Problem to solve: What lines of the material below hold the string "EntityRef"? Copy them out.

─── Data supplied

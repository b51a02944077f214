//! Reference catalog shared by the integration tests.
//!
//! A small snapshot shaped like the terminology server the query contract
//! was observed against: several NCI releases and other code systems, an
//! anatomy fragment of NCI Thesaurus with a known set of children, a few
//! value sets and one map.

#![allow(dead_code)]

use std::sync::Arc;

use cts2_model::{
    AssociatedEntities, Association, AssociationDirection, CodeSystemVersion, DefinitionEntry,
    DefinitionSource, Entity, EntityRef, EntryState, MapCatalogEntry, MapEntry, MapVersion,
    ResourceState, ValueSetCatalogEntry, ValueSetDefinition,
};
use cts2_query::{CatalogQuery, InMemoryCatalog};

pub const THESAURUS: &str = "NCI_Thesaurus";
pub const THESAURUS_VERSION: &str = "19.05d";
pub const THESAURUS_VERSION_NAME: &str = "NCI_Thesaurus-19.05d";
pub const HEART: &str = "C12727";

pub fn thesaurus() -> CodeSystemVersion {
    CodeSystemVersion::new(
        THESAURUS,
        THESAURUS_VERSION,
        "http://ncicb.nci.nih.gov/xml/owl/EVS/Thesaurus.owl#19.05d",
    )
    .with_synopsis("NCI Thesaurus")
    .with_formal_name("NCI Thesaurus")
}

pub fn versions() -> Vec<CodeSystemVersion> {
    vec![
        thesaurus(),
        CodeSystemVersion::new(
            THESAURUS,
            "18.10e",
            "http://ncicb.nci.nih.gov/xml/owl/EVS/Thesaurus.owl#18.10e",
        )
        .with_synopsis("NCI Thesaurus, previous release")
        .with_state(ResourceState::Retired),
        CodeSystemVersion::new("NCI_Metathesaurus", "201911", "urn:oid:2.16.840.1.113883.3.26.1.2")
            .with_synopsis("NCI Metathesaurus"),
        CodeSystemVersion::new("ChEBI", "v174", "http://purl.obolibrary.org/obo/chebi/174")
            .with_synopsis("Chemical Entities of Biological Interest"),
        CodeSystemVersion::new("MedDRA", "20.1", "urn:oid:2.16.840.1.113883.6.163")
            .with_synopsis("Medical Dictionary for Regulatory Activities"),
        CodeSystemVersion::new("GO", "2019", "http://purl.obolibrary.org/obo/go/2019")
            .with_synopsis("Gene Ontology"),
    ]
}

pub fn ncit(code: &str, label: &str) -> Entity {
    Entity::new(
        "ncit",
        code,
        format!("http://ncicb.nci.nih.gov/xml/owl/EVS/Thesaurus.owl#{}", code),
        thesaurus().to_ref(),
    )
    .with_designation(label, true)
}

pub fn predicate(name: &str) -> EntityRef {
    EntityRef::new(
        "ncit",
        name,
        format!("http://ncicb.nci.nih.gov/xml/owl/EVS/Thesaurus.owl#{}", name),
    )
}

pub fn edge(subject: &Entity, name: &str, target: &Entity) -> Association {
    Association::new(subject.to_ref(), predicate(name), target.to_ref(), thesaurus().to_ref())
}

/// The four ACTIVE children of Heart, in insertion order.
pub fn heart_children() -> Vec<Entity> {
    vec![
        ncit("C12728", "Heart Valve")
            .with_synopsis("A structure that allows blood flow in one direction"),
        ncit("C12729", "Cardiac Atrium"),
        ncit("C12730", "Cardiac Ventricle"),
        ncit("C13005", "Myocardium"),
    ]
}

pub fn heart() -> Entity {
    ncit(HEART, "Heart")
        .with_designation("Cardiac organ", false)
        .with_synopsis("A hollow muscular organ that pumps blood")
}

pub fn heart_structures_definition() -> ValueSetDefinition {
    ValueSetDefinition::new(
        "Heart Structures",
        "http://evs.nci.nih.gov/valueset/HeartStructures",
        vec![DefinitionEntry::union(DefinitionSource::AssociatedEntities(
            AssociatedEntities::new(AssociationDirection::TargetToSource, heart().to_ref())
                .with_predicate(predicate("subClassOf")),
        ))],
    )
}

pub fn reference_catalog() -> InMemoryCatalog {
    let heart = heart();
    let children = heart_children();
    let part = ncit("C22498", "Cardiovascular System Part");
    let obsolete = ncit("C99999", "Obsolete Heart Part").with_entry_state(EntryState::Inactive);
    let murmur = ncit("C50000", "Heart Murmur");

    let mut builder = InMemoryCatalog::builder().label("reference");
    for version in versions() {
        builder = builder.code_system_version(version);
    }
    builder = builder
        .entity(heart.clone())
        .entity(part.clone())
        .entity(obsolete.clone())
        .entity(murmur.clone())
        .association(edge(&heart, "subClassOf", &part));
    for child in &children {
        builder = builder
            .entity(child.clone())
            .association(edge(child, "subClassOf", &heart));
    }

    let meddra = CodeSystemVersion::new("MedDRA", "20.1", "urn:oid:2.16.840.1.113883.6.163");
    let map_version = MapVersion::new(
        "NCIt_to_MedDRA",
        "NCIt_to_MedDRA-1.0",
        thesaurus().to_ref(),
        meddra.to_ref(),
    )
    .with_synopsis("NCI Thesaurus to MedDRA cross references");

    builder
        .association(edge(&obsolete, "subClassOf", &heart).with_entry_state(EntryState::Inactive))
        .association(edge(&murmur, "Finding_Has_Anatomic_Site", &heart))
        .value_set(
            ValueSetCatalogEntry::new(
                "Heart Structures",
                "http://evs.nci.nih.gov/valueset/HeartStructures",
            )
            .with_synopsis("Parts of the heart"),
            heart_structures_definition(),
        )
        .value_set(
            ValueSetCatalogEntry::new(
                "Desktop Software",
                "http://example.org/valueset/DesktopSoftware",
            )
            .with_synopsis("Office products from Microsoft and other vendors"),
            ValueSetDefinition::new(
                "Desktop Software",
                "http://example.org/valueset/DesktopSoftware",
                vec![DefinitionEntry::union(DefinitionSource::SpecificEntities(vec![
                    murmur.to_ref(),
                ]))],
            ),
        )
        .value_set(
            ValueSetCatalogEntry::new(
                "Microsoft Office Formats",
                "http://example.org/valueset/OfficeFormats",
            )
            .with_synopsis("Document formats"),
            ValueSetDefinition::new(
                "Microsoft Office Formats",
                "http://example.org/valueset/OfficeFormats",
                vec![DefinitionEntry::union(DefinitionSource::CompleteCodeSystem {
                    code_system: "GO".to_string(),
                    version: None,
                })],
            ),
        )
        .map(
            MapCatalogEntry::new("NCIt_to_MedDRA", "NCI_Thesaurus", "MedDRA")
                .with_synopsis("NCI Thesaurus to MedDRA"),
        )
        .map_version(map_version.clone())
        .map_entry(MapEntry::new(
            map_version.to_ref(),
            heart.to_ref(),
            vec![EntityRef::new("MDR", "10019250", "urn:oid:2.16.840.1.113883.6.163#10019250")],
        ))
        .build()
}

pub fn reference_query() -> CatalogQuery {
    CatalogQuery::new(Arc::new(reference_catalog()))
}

──────

Solution to this problem:
    DefinitionSource, Entity, EntityRef, EntryState, MapCatalogEntry, MapEntry, MapVersion,
pub fn predicate(name: &str) -> EntityRef {
    EntityRef::new(
            vec![EntityRef::new("MDR", "10019250", "urn:oid:2.16.840.1.113883.6.163#10019250")],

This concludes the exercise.